In the material below, find the line that contains "kept as their" and the line that contains "#[derive(Debug, Serialize, Tabled, Clone, PartialEq, Eq)]", then write out exactly those two lines and everything between them.
Segment Start: Material provided
use serde::{Deserialize, Deserializer, Serialize};
use tabled::Tabled;

/// One item of the source dataset. Exactly one of the two slots is expected
/// to be populated, but nothing in the data guarantees it.
#[derive(Debug, Clone, Default, Deserialize)]
pub struct SourceRecord {
    #[serde(default)]
    pub employees: Option<Employee>,
    #[serde(default)]
    pub externals: Option<External>,
}

impl SourceRecord {
    /// Resolve the populated slot. The employee slot wins when both are set.
    pub fn person(&self) -> Option<Person<'_>> {
        match (&self.employees, &self.externals) {
            (Some(employee), _) => Some(Person::Employee(employee)),
            (None, Some(external)) => Some(Person::External(external)),
            (None, None) => None,
        }
    }
}

#[derive(Debug, Clone, Copy)]
pub enum Person<'a> {
    Employee(&'a Employee),
    External(&'a External),
}

impl<'a> Person<'a> {
    pub fn name(&self) -> &'a str {
        match *self {
            Person::Employee(e) => &e.name,
            Person::External(e) => &e.name,
        }
    }

    pub fn status(&self) -> &'a str {
        match *self {
            Person::Employee(e) => &e.status,
            Person::External(e) => &e.status,
        }
    }

    pub fn is_active(&self) -> bool {
        self.status() == ACTIVE_STATUS
    }

    pub fn workforce_utilisation(&self) -> Option<&'a WorkforceUtilisation> {
        match *self {
            Person::Employee(e) => e.workforce_utilisation.as_ref(),
            Person::External(e) => e.workforce_utilisation.as_ref(),
        }
    }
}

pub const ACTIVE_STATUS: &str = "active";

#[derive(Debug, Clone, Default, Deserialize)]
#[serde(rename_all = "camelCase")]
pub struct Employee {
    #[serde(default, deserialize_with = "deserialize_null_default")]
    pub name: String,
    #[serde(default, deserialize_with = "deserialize_null_default")]
    pub status: String,
    #[serde(default)]
    pub workforce_utilisation: Option<WorkforceUtilisation>,
    #[serde(default)]
    pub costs_by_month: Option<CostsByMonth>,
    #[serde(default)]
    pub status_aggregation: Option<StatusAggregation>,
}

#[derive(Debug, Clone, Default, Deserialize)]
#[serde(rename_all = "camelCase")]
pub struct External {
    #[serde(default, deserialize_with = "deserialize_null_default")]
    pub name: String,
    #[serde(default, deserialize_with = "deserialize_null_default")]
    pub status: String,
    #[serde(default)]
    pub workforce_utilisation: Option<WorkforceUtilisation>,
    #[serde(default, deserialize_with = "deserialize_decimal")]
    pub hourly_rate_for_projects: Option<String>,
}

#[derive(Debug, Clone, Default, Deserialize)]
#[serde(rename_all = "camelCase")]
pub struct WorkforceUtilisation {
    #[serde(default, deserialize_with = "deserialize_decimal")]
    pub utilisation_rate_last_twelve_months: Option<String>,
    #[serde(default, deserialize_with = "deserialize_decimal")]
    pub utilisation_rate_year_to_date: Option<String>,
    #[serde(default, deserialize_with = "deserialize_null_default")]
    pub last_three_months_individually: Vec<MonthUtilisation>,
}

impl WorkforceUtilisation {
    /// First entry whose month name matches exactly. Later duplicates are
    /// ignored.
    pub fn month(&self, name: &str) -> Option<&MonthUtilisation> {
        self.last_three_months_individually
            .iter()
            .find(|m| m.month == name)
    }
}

#[derive(Debug, Clone, Default, Deserialize)]
#[serde(rename_all = "camelCase")]
pub struct MonthUtilisation {
    /// English month name, e.g. `May`.
    #[serde(default, deserialize_with = "deserialize_null_default")]
    pub month: String,
    #[serde(default, deserialize_with = "deserialize_decimal")]
    pub utilisation_rate: Option<String>,
}

#[derive(Debug, Clone, Default, Deserialize)]
#[serde(rename_all = "camelCase")]
pub struct CostsByMonth {
    #[serde(default, deserialize_with = "deserialize_null_default")]
    pub potential_earnings_by_month: Vec<MonthlyCost>,
}

impl CostsByMonth {
    pub fn costs_for(&self, key: &str) -> Option<&str> {
        self.potential_earnings_by_month
            .iter()
            .find(|c| c.month == key)
            .and_then(|c| c.costs.as_deref())
    }
}

#[derive(Debug, Clone, Default, Deserialize)]
pub struct MonthlyCost {
    /// `YYYY-MM`
    #[serde(default, deserialize_with = "deserialize_null_default")]
    pub month: String,
    #[serde(default, deserialize_with = "deserialize_decimal")]
    pub costs: Option<String>,
}

#[derive(Debug, Clone, Default, Deserialize)]
#[serde(rename_all = "camelCase")]
pub struct StatusAggregation {
    #[serde(default, deserialize_with = "deserialize_decimal")]
    pub monthly_salary: Option<String>,
}

#[derive(Deserialize)]
#[serde(untagged)]
enum DecimalRepr {
    Text(String),
    Number(serde_json::Number),
}

// `null` is treated like a missing key.
fn deserialize_null_default<'de, D, T>(deserializer: D) -> Result<T, D::Error>
where
    D: Deserializer<'de>,
    T: Default + Deserialize<'de>,
{
    Ok(Option::<T>::deserialize(deserializer)?.unwrap_or_default())
}

// Decimal fields are strings in the dataset; bare numbers are kept as their
// textual form.
fn deserialize_decimal<'de, D>(deserializer: D) -> Result<Option<String>, D::Error>
where
    D: Deserializer<'de>,
{
    let repr = Option::<DecimalRepr>::deserialize(deserializer)?;
    Ok(repr.map(|r| match r {
        DecimalRepr::Text(s) => s,
        DecimalRepr::Number(n) => n.to_string(),
    }))
}

#[derive(Debug, Serialize, Tabled, Clone, PartialEq, Eq)]
#[serde(rename_all = "camelCase")]
pub struct DisplayRow {
    #[tabled(rename = "Person")]
    pub person: String,
    #[serde(rename = "past12Months")]
    #[tabled(rename = "Past 12 Months")]
    pub past_12_months: String,
    #[tabled(rename = "Y2D")]
    pub y2d: String,
    #[tabled(rename = "May")]
    pub may: String,
    #[tabled(rename = "June")]
    pub june: String,
    #[tabled(rename = "July")]
    pub july: String,
    #[tabled(rename = "Net Earnings Prev Month")]
    pub net_earnings_prev_month: String,
}

#[derive(Debug, Serialize, Clone, Copy, PartialEq, Eq)]
#[serde(rename_all = "camelCase")]
pub struct ColumnDef {
    pub accessor_key: &'static str,
    pub header: &'static str,
}

pub const COLUMNS: [ColumnDef; 7] = [
    ColumnDef { accessor_key: "person", header: "Person" },
    ColumnDef { accessor_key: "past12Months", header: "Past 12 Months" },
    ColumnDef { accessor_key: "y2d", header: "Y2D" },
    ColumnDef { accessor_key: "may", header: "May" },
    ColumnDef { accessor_key: "june", header: "June" },
    ColumnDef { accessor_key: "july", header: "July" },
    ColumnDef { accessor_key: "netEarningsPrevMonth", header: "Net Earnings Prev Month" },
];

/// Rows plus column schema, as handed to an external table renderer.
#[derive(Debug, Serialize)]
pub struct TablePayload<'a> {
    pub columns: &'a [ColumnDef],
    pub rows: &'a [DisplayRow],
}

impl<'a> TablePayload<'a> {
    pub fn new(rows: &'a [DisplayRow]) -> Self {
        Self { columns: &COLUMNS, rows }
    }
}

#[derive(Debug, Serialize, Clone, Default, PartialEq)]
pub struct SummaryStats {
    pub reference_date: String,
    pub previous_month: String,
    pub total_rows: usize,
    pub employees: usize,
    pub externals: usize,
    pub skipped_inactive: usize,
    pub skipped_unknown_variant: usize,
    pub total_net_earnings_prev_month: f64,
}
Segment End: Material provided
Output of the exercise:
// Decimal fields are strings in the dataset; bare numbers are kept as their
// textual form.
fn deserialize_decimal<'de, D>(deserializer: D) -> Result<Option<String>, D::Error>
where
    D: Deserializer<'de>,
{
    let repr = Option::<DecimalRepr>::deserialize(deserializer)?;
    Ok(repr.map(|r| match r {
        DecimalRepr::Text(s) => s,
        DecimalRepr::Number(n) => n.to_string(),
    }))
}

#[derive(Debug, Serialize, Tabled, Clone, PartialEq, Eq)]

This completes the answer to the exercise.